• [Exercise prompt]: Somewhere below are a line with "filename backend/src/services/shipment_utils.rs" and a later line with "if is_blank(&shipment.id)". Output exactly those lines and all lines between them.

(Extracted data entries)
· · · · ·

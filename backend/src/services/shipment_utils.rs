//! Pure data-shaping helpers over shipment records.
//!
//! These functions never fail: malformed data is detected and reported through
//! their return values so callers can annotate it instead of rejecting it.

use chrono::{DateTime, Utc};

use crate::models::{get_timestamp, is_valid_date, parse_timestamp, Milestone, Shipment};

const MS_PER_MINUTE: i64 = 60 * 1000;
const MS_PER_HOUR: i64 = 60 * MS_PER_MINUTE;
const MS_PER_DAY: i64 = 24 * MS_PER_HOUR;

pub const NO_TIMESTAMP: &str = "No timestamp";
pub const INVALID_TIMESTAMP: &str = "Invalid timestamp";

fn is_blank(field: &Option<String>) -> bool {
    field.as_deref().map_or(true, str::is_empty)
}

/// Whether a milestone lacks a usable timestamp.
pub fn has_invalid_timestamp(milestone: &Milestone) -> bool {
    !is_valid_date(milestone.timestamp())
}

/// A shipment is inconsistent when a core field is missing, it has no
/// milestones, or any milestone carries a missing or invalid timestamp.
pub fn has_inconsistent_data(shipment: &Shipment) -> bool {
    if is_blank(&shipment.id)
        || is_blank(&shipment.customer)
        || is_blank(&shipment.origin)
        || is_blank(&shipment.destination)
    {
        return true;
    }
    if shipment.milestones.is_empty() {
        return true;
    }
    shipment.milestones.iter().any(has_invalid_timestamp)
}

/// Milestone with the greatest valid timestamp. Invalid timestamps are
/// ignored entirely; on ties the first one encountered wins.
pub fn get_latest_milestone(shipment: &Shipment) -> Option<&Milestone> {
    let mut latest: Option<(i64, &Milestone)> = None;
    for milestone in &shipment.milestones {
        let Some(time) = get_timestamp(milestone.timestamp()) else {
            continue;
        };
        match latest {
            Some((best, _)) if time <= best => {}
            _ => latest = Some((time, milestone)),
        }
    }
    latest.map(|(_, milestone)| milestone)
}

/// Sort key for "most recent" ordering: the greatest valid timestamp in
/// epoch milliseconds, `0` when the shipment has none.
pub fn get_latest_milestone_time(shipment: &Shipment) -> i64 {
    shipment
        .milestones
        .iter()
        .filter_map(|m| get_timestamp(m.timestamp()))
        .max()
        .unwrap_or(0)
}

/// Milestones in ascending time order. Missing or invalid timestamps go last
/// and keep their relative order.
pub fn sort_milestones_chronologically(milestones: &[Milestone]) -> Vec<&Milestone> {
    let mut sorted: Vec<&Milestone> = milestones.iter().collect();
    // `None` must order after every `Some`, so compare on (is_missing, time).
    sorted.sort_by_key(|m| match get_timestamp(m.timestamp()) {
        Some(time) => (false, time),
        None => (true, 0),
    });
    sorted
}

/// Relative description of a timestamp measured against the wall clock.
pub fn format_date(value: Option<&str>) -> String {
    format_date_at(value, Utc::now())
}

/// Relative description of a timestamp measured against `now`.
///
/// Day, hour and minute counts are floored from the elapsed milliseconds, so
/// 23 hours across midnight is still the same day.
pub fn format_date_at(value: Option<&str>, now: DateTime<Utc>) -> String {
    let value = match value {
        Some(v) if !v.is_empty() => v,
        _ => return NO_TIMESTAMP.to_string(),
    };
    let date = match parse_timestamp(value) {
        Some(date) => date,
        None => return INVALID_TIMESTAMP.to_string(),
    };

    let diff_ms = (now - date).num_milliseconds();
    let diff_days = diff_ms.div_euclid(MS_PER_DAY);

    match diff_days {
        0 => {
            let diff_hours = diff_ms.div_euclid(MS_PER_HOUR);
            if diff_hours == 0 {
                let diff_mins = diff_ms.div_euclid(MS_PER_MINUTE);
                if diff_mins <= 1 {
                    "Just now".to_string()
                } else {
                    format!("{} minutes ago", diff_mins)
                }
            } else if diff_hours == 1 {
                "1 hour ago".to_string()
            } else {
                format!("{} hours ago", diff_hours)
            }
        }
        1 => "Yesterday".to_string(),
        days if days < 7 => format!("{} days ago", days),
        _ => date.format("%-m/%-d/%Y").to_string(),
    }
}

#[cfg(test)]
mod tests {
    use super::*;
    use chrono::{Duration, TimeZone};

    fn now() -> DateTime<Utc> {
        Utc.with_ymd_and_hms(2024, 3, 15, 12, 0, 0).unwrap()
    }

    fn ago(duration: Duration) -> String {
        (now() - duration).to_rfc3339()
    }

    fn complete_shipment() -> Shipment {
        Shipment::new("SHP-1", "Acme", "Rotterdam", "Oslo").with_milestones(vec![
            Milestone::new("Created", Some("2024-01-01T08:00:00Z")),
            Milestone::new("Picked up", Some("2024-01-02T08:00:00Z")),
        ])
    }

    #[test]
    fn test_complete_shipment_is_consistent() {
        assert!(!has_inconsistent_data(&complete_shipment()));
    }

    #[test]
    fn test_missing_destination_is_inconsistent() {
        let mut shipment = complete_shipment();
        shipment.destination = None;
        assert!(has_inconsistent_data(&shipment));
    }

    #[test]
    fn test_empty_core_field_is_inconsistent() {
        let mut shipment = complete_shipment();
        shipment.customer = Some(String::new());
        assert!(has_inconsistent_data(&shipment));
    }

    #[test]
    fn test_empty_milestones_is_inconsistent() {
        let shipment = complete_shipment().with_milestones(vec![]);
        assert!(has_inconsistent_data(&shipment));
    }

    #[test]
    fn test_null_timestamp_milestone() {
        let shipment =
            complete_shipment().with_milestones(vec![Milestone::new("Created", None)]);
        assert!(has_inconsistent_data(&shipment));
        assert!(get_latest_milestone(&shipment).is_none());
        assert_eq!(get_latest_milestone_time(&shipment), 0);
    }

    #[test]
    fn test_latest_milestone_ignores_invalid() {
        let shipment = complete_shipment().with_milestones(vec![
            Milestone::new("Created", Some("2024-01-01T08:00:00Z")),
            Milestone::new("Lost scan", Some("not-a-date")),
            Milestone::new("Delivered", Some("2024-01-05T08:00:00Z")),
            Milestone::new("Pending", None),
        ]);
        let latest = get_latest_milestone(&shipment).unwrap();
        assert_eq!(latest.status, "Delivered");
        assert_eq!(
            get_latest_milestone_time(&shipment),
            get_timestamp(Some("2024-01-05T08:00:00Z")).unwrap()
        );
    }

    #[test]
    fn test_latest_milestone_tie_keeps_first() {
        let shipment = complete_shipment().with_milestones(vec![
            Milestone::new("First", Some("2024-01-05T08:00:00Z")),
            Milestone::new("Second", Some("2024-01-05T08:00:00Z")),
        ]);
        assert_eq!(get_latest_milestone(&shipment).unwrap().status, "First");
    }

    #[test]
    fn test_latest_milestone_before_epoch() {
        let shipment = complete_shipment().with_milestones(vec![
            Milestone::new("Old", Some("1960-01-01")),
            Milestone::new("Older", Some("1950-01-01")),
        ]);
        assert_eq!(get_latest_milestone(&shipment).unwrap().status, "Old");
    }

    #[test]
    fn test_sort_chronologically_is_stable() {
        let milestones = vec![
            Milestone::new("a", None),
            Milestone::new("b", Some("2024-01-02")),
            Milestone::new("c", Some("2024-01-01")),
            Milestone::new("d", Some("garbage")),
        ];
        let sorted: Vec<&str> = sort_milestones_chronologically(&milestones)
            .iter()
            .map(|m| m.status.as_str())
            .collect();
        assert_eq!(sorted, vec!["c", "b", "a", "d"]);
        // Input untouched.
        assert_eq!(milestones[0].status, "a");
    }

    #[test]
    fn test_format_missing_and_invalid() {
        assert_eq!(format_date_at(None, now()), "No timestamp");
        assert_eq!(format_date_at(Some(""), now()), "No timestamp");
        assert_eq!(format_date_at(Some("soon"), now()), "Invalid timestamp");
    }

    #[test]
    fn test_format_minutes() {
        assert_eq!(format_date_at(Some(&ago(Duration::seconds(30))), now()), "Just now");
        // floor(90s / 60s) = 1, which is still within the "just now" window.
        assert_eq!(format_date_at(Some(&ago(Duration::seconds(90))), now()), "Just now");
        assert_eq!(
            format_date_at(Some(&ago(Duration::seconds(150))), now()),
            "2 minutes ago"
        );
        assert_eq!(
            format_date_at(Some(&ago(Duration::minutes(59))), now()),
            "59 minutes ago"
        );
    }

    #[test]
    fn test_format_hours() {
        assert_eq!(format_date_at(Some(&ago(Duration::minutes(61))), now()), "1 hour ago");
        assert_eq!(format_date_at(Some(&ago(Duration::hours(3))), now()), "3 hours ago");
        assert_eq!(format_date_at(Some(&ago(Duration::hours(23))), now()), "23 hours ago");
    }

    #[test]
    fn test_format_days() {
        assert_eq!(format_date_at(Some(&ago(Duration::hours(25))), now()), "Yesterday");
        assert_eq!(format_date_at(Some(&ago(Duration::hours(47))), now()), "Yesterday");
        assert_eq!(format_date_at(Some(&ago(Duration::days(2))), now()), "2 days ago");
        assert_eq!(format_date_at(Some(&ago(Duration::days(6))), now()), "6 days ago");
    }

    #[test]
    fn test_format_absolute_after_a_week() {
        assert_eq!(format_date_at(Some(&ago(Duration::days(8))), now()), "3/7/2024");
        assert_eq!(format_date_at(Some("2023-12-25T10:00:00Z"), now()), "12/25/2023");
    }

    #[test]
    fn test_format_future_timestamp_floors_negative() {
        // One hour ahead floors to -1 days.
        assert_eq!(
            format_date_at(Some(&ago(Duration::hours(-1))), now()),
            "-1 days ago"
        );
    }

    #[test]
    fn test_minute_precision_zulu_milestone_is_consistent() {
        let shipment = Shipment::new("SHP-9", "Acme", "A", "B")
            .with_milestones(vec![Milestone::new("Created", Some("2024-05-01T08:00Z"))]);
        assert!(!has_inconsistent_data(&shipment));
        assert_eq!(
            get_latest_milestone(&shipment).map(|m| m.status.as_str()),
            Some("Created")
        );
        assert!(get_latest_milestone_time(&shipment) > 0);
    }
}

· · · · ·

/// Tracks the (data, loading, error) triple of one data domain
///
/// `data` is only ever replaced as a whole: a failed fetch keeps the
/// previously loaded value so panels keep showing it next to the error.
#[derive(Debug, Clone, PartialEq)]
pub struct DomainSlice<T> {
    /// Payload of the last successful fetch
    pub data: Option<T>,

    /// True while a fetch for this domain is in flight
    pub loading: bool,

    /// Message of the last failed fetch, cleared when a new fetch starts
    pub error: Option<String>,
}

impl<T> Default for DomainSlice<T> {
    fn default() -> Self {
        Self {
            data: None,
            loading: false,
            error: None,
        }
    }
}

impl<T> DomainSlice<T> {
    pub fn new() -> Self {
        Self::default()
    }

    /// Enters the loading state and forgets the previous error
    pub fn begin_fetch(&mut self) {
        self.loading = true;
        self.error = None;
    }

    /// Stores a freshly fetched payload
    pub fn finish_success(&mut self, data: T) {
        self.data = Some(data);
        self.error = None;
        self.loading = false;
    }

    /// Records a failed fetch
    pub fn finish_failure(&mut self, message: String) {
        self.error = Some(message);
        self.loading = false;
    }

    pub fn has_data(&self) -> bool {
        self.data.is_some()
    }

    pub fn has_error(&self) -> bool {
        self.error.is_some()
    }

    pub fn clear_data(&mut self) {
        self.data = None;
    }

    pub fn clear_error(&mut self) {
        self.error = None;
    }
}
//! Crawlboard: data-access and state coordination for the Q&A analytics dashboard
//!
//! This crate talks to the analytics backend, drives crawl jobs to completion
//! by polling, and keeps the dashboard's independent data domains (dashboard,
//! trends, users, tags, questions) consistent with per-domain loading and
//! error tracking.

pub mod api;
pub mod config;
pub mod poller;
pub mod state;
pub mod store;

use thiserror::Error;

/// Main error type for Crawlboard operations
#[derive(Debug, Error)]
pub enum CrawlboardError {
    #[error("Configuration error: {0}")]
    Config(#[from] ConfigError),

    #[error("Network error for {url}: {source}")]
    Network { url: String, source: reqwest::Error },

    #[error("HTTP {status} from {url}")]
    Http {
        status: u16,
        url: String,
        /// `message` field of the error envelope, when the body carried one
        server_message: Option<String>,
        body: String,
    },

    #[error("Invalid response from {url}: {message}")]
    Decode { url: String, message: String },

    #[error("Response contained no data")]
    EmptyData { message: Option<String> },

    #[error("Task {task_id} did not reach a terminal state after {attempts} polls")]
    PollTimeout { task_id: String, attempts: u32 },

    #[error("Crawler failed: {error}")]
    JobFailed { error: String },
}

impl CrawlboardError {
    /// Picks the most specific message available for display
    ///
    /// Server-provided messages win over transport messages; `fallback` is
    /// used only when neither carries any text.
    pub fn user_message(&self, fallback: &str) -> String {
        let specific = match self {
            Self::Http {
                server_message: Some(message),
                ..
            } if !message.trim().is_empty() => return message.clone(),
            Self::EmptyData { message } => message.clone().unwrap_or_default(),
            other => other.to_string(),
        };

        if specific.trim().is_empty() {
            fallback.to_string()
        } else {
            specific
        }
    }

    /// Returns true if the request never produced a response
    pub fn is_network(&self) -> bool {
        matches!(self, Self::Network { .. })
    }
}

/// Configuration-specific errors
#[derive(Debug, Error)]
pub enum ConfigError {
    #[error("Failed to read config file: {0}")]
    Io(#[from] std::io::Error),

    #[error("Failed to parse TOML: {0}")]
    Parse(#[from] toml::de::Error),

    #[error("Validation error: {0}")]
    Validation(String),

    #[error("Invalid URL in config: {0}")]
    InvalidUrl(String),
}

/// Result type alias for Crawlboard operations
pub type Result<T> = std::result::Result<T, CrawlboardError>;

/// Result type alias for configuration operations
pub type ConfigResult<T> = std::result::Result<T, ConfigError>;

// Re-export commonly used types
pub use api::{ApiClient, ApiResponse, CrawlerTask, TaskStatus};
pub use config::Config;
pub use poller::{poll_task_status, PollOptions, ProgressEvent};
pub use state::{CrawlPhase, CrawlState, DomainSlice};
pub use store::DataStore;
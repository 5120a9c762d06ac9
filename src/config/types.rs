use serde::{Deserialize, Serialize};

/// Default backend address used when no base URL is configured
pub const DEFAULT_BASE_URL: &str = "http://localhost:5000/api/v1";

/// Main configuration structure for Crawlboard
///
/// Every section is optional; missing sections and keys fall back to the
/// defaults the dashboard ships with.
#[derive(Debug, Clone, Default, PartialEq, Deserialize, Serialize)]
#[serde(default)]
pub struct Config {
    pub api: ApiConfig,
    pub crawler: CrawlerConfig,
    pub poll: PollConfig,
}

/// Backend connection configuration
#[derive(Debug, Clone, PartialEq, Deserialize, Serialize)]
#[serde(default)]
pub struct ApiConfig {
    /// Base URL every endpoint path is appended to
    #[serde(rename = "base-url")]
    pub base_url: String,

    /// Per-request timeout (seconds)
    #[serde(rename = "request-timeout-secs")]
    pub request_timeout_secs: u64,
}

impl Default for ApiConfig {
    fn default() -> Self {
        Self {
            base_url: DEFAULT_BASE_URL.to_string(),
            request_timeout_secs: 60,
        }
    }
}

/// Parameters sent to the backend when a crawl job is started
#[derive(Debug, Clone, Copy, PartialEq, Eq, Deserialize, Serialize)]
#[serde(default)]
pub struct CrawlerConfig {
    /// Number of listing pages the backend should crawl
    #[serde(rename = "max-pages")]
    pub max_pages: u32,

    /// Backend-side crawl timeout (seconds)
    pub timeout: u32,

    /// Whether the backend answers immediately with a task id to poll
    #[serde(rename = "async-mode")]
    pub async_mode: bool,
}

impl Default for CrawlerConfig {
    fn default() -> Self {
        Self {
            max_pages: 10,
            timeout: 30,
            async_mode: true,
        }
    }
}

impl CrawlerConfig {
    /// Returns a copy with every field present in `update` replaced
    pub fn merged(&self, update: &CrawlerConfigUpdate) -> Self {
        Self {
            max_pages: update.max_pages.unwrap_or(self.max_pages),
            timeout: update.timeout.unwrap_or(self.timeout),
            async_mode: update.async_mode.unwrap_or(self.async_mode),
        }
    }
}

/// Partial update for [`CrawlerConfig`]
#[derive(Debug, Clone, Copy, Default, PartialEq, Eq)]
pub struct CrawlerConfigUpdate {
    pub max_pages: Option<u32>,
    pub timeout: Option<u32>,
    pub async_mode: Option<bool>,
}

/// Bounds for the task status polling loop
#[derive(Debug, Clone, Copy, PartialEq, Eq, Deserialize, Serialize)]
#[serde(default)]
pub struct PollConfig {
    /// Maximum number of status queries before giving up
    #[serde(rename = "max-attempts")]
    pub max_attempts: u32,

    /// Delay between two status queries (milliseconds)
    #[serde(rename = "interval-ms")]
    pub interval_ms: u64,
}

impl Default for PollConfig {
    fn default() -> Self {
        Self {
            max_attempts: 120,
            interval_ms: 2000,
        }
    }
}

· · · · ·

• [Exercise result]:
filename backend/src/services/shipment_utils.rs
//! Pure data-shaping helpers over shipment records.
//!
//! These functions never fail: malformed data is detected and reported through
//! their return values so callers can annotate it instead of rejecting it.

use chrono::{DateTime, Utc};

use crate::models::{get_timestamp, is_valid_date, parse_timestamp, Milestone, Shipment};

const MS_PER_MINUTE: i64 = 60 * 1000;
const MS_PER_HOUR: i64 = 60 * MS_PER_MINUTE;
const MS_PER_DAY: i64 = 24 * MS_PER_HOUR;

pub const NO_TIMESTAMP: &str = "No timestamp";
pub const INVALID_TIMESTAMP: &str = "Invalid timestamp";

fn is_blank(field: &Option<String>) -> bool {
    field.as_deref().map_or(true, str::is_empty)
}

/// Whether a milestone lacks a usable timestamp.
pub fn has_invalid_timestamp(milestone: &Milestone) -> bool {
    !is_valid_date(milestone.timestamp())
}

/// A shipment is inconsistent when a core field is missing, it has no
/// milestones, or any milestone carries a missing or invalid timestamp.
pub fn has_inconsistent_data(shipment: &Shipment) -> bool {
    if is_blank(&shipment.id)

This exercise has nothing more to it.